IRS-1, IRS-2, PI3K, Akt, and GLUT4 were amplified using RT-qPCR. The primers used were as follows: IRS-1 For, 5′-TGGCAGGAGAGTGGTGGAGTTG-3′; IRS-1 Rev, 5′-GGTAGGAGGTGTCGGAGAAGAAGA-3′; IRS-2 For, 5′-GGAGCAACACACCCGAGTCAATAG-3′; IRS-2 Rev, 5′-GAAGAGACCATCAAGTCCAGCGGA-3′; Akt For, 5′-AGAGGCAGGAAGAAGAGACGATGG-3′; Akt Rev, 5′-CGAATGACTCTTGGCACAGGACG-3′; PI3K For, 5′-AGAAAGGTGTGCGGCAGAAGAAG-3′; PI3K Rev, 5′-CGATACGGACGAGGCATCACCAT-3′; GLUT4 For, 5′-GCTGGTGTGGTCAATACGGTCTTC-3′; GLUT4 Rev, 5′-GATAAACGGCAGGAGGACGAACC-3′; β-actin For, 5′-CACGATGGAGGGGcCGGACTCATC-3′; β-actin Rev, and 5′-TGACACAACCGTATCTCCAGAAAT-3′. The lengths of amplified IRS-1, IRS-2, Akt, PI3K, GLUT4, and β-actin were 270 bp, 283 bp, 276 bp, 233 bp, 392 bp, and 300 bp, respectively. Samples were homogenized using a mortar and pestle with liquid nitrogen, and total RNA was isolated from the liver using TRIzol™ reagent (Shanghai Shenggong Bioengineering Co., Ltd, Shanghai, China). The Fsq-301 cDNA Reverse Transcription Kit (Transgen Biotechnology Co., Ltd., Beijing, China) was used for cDNA synthesis, and Taq PCR Master Mix (Sangen Biotechnology Co., Ltd., Shanghai, China) was used for RT-qPCR. mRNA expression was normalized to that of β-actin.

3.10.5. Determination of Protein Expression Levels

Levels of IRS-1, PI3K, Akt, and GLUT-4 in the liver tissue of each group were determined using specific ELISA kits ( Quanshijin Biotechnology Co., Ltd., Beijing, China).

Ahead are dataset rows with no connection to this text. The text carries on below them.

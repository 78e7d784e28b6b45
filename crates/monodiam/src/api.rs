//! Curated internal API surface (UNSTABLE).
//!
//! Convenience re-exports for project-internal callers (CLI, benches,
//! examples). Not a stable public API; breaking changes are expected.

// Exact arithmetic
pub use crate::exact::{one_norm, rat, ratio, scale_down, vec_i64, Rat, RatVec};
// Skeleton graph
pub use crate::graph::{SkeletonGraph, VertexId};
// Direction extraction
pub use crate::directions::{edge_directions, hyperplane_normals};
// Per-orientation pipeline
pub use crate::orientation::{
    distances_to_sink, find_sink, orient, representative, OrientationVector, OrientedGraph,
    Region,
};
// Driver and aggregation
pub use crate::diameter::{monotone_diameter, oriented_diameter, DiameterReport};
// Monte-Carlo sampling
pub use crate::rand::{draw_functional, sample_diameter, FunctionalCfg};
// Fixture skeletons
pub use crate::special::{hypercube, polygon, square_orthant_regions, unit_square};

3.11. Statistical Analysis

The experimental results are expressed as the mean ± standard deviation (SD). Statistical significance was analyzed using one-way analysis of variance (ANOVA) using SPSS 21.0 software. Duncan’s Multiple Range test was used for multiple comparisons of the mean. A p value < 0.05 was considered statistically significant. All samples were evaluated in triplicate.

4. Conclusions

Three polysaccharides were isolated and purified from Cordyceps cicadae spore powder, bacterium substance powder, and pure powder, and named SPP, BSP, and PPP, respectively. The yields of purified polysaccharides from the bacterium substance power, spore powder, and pure powder of Cordyceps cicadae were 34.33%, 19.33%, and 46.15%, respectively. The molecular weight of BSP was roughly 128 kDa, those of the two components of SPP were 43 kDa and 4 kDa, and those of the two components of PPP were 903 kDa and 21 kDa. The total sugar contents of BSP, SPP, and PPP were 58.15%, 77.49%, and 72.62%, respectively, and the uronic acid contents were 11.35%, 21.39%, and 17.47%, respectively. These three kinds of polysaccharides all contained low levels of protein and nucleic acids, which is consistent with the UV spectra results. SPP contained 0.19% of protein. The chemical composition of the three polysaccharide powders consisted of ara, gal, glu, and xyl, with SPP and PPP containing one mannose. All three polysaccharides contained pyranose, and existed in α and β configurations. Regarding the in vivo hypoglycemic activity, the three polysaccharides significantly increased the absorption of glucose by HepG2 cells, and alleviated IR. Amongst them, SPP displayed the most marked effect. Regarding their in vivo hypoglycemic activity, medium and high doses of SPP significantly upregulated the mRNA expression levels of IRS-1, IRS-2, PI3K, and GLUT4 in the PI3K/Akt insulin signaling pathway, while high doses of SPP significantly increased the protein expression levels of IRS-1, PI3K, and GLUT4. The hypoglycemic mechanism of SPP may activate the upstream and downstream signaling molecules of the PI3K/Akt pathway to reduce liver insulin resistance.